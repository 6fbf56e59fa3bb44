//! Runtime configuration from environment variables.
//!
//! Subscriber lists are comma-separated absolute http(s) URLs. A credential
//! bundle is all-or-nothing: cert, key and CA must be set together.

use std::path::PathBuf;

use anyhow::{anyhow, bail, Context, Result};
use chrono::NaiveDate;
use url::Url;

use crate::dispatch::TlsBundle;

#[derive(Debug, Clone)]
pub struct Config {
    pub machine_failure_urls: Vec<Url>,
    pub truck_failure_urls: Vec<Url>,
    pub rate_update_urls: Vec<Url>,
    pub epoch_urls: Vec<Url>,
    pub rate_tls: Option<TlsBundle>,
    pub epoch_tls: Option<TlsBundle>,
    pub failure_period_days: u64,
    pub rate_period_days: u64,
    pub sim_day_ms: u64,
    pub sim_start_date: NaiveDate,
    /// Seed for reproducible draws; entropy when unset.
    pub sim_seed: Option<u64>,
    pub sim_days: u64,
    pub market_file: Option<PathBuf>,
}

impl Default for Config {
    fn default() -> Self {
        Self {
            machine_failure_urls: Vec::new(),
            truck_failure_urls: Vec::new(),
            rate_update_urls: Vec::new(),
            epoch_urls: Vec::new(),
            rate_tls: None,
            epoch_tls: None,
            failure_period_days: 14,
            rate_period_days: 30,
            sim_day_ms: 120_000,
            sim_start_date: NaiveDate::from_ymd_opt(2050, 1, 1).unwrap_or(NaiveDate::MIN),
            sim_seed: None,
            sim_days: 60,
            market_file: None,
        }
    }
}

impl Config {
    pub fn from_env() -> Result<Self> {
        Self::from_lookup(|key| std::env::var(key).ok())
    }

    /// Build from any key lookup; `from_env` passes the process environment.
    pub fn from_lookup<F>(get: F) -> Result<Self>
    where
        F: Fn(&str) -> Option<String>,
    {
        let d = Self::default();
        let num = |key: &str, default: u64| -> Result<u64> {
            match get(key) {
                Some(v) => v.trim().parse().with_context(|| format!("{} must be an integer, got {:?}", key, v)),
                None => Ok(default),
            }
        };

        let cfg = Self {
            machine_failure_urls: parse_url_list(&get("MACHINE_FAILURE_URLS").unwrap_or_default())
                .context("MACHINE_FAILURE_URLS")?,
            truck_failure_urls: parse_url_list(&get("TRUCK_FAILURE_URLS").unwrap_or_default())
                .context("TRUCK_FAILURE_URLS")?,
            rate_update_urls: parse_url_list(&get("RATE_UPDATE_URLS").unwrap_or_default())
                .context("RATE_UPDATE_URLS")?,
            epoch_urls: parse_url_list(&get("EPOCH_URLS").unwrap_or_default()).context("EPOCH_URLS")?,
            rate_tls: tls_bundle(&get, "RATE")?,
            epoch_tls: tls_bundle(&get, "EPOCH")?,
            failure_period_days: num("FAILURE_PERIOD_DAYS", d.failure_period_days)?,
            rate_period_days: num("RATE_PERIOD_DAYS", d.rate_period_days)?,
            sim_day_ms: num("SIM_DAY_MS", d.sim_day_ms)?,
            sim_start_date: match get("SIM_START_DATE") {
                Some(v) => NaiveDate::parse_from_str(v.trim(), "%Y-%m-%d")
                    .with_context(|| format!("SIM_START_DATE must be YYYY-MM-DD, got {:?}", v))?,
                None => d.sim_start_date,
            },
            sim_seed: match get("SIM_SEED") {
                Some(v) => Some(v.trim().parse().with_context(|| format!("SIM_SEED must be an integer, got {:?}", v))?),
                None => None,
            },
            sim_days: num("SIM_DAYS", d.sim_days)?,
            market_file: get("MARKET_FILE").filter(|v| !v.trim().is_empty()).map(PathBuf::from),
        };

        if cfg.failure_period_days == 0 || cfg.rate_period_days == 0 {
            bail!("event periods must be at least one day");
        }
        if cfg.sim_day_ms == 0 {
            bail!("SIM_DAY_MS must be positive");
        }
        Ok(cfg)
    }
}

/// Split a comma-separated subscriber list. Blank entries are dropped; any
/// entry that is not an absolute http(s) URL fails the whole list.
pub fn parse_url_list(raw: &str) -> Result<Vec<Url>> {
    raw.split(',')
        .map(str::trim)
        .filter(|s| !s.is_empty())
        .map(|s| {
            let url = Url::parse(s).with_context(|| format!("invalid subscriber url {:?}", s))?;
            match url.scheme() {
                "http" | "https" => Ok(url),
                other => Err(anyhow!("unsupported scheme {:?} in subscriber url {:?}", other, s)),
            }
        })
        .collect()
}

fn tls_bundle<F>(get: &F, prefix: &str) -> Result<Option<TlsBundle>>
where
    F: Fn(&str) -> Option<String>,
{
    let path = |suffix: &str| get(&format!("{}_TLS_{}", prefix, suffix)).filter(|v| !v.trim().is_empty());
    match (path("CERT"), path("KEY"), path("CA")) {
        (None, None, None) => Ok(None),
        (Some(cert), Some(key), Some(ca)) => Ok(Some(TlsBundle {
            cert_path: PathBuf::from(cert),
            key_path: PathBuf::from(key),
            ca_path: PathBuf::from(ca),
        })),
        _ => bail!("{0}_TLS_CERT, {0}_TLS_KEY and {0}_TLS_CA must be set together", prefix),
    }
}

#[cfg(test)]
mod tests {
    use super::*;
    use std::collections::HashMap;

    fn lookup(pairs: &[(&str, &str)]) -> impl Fn(&str) -> Option<String> {
        let map: HashMap<String, String> = pairs.iter().map(|(k, v)| (k.to_string(), v.to_string())).collect();
        move |k: &str| map.get(k).cloned()
    }

    #[test]
    fn defaults_when_unset() {
        let cfg = Config::from_lookup(lookup(&[])).unwrap();
        assert_eq!(cfg.failure_period_days, 14);
        assert_eq!(cfg.rate_period_days, 30);
        assert!(cfg.machine_failure_urls.is_empty());
        assert!(cfg.rate_tls.is_none());
    }

    #[test]
    fn url_lists_are_trimmed_and_blank_entries_dropped() {
        let urls = parse_url_list(" http://a.test/hook , ,https://b.test/x,").unwrap();
        let urls: Vec<&str> = urls.iter().map(Url::as_str).collect();
        assert_eq!(urls, vec!["http://a.test/hook", "https://b.test/x"]);
    }

    #[test]
    fn invalid_url_is_rejected() {
        assert!(parse_url_list("http://ok.test,not a url").is_err());
        assert!(parse_url_list("ftp://files.test/x").is_err());
    }

    #[test]
    fn partial_tls_bundle_is_an_error() {
        let err = Config::from_lookup(lookup(&[("RATE_TLS_CERT", "/c.pem")])).unwrap_err();
        assert!(format!("{:#}", err).contains("RATE_TLS_KEY"));
    }

    #[test]
    fn full_tls_bundle_and_overrides() {
        let cfg = Config::from_lookup(lookup(&[
            ("EPOCH_TLS_CERT", "/c.pem"),
            ("EPOCH_TLS_KEY", "/k.pem"),
            ("EPOCH_TLS_CA", "/ca.pem"),
            ("RATE_PERIOD_DAYS", "7"),
            ("SIM_SEED", "99"),
            ("SIM_START_DATE", "2060-03-01"),
        ]))
        .unwrap();
        assert_eq!(cfg.epoch_tls.unwrap().key_path, PathBuf::from("/k.pem"));
        assert_eq!(cfg.rate_period_days, 7);
        assert_eq!(cfg.sim_seed, Some(99));
        assert_eq!(cfg.sim_start_date, NaiveDate::from_ymd_opt(2060, 3, 1).unwrap());
    }

    #[test]
    fn zero_period_is_rejected() {
        assert!(Config::from_lookup(lookup(&[("FAILURE_PERIOD_DAYS", "0")])).is_err());
    }
}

▶ **WHAT IS REQUIRED**
Go through the listing above and return each line that includes the word "https".

▶ **SOLUTION TO THIS PROBLEM**
                "http" | "https" => Ok(url),
        let urls = parse_url_list(" http://a.test/hook , ,https://b.test/x,").unwrap();
        assert_eq!(urls, vec!["http://a.test/hook", "https://b.test/x"]);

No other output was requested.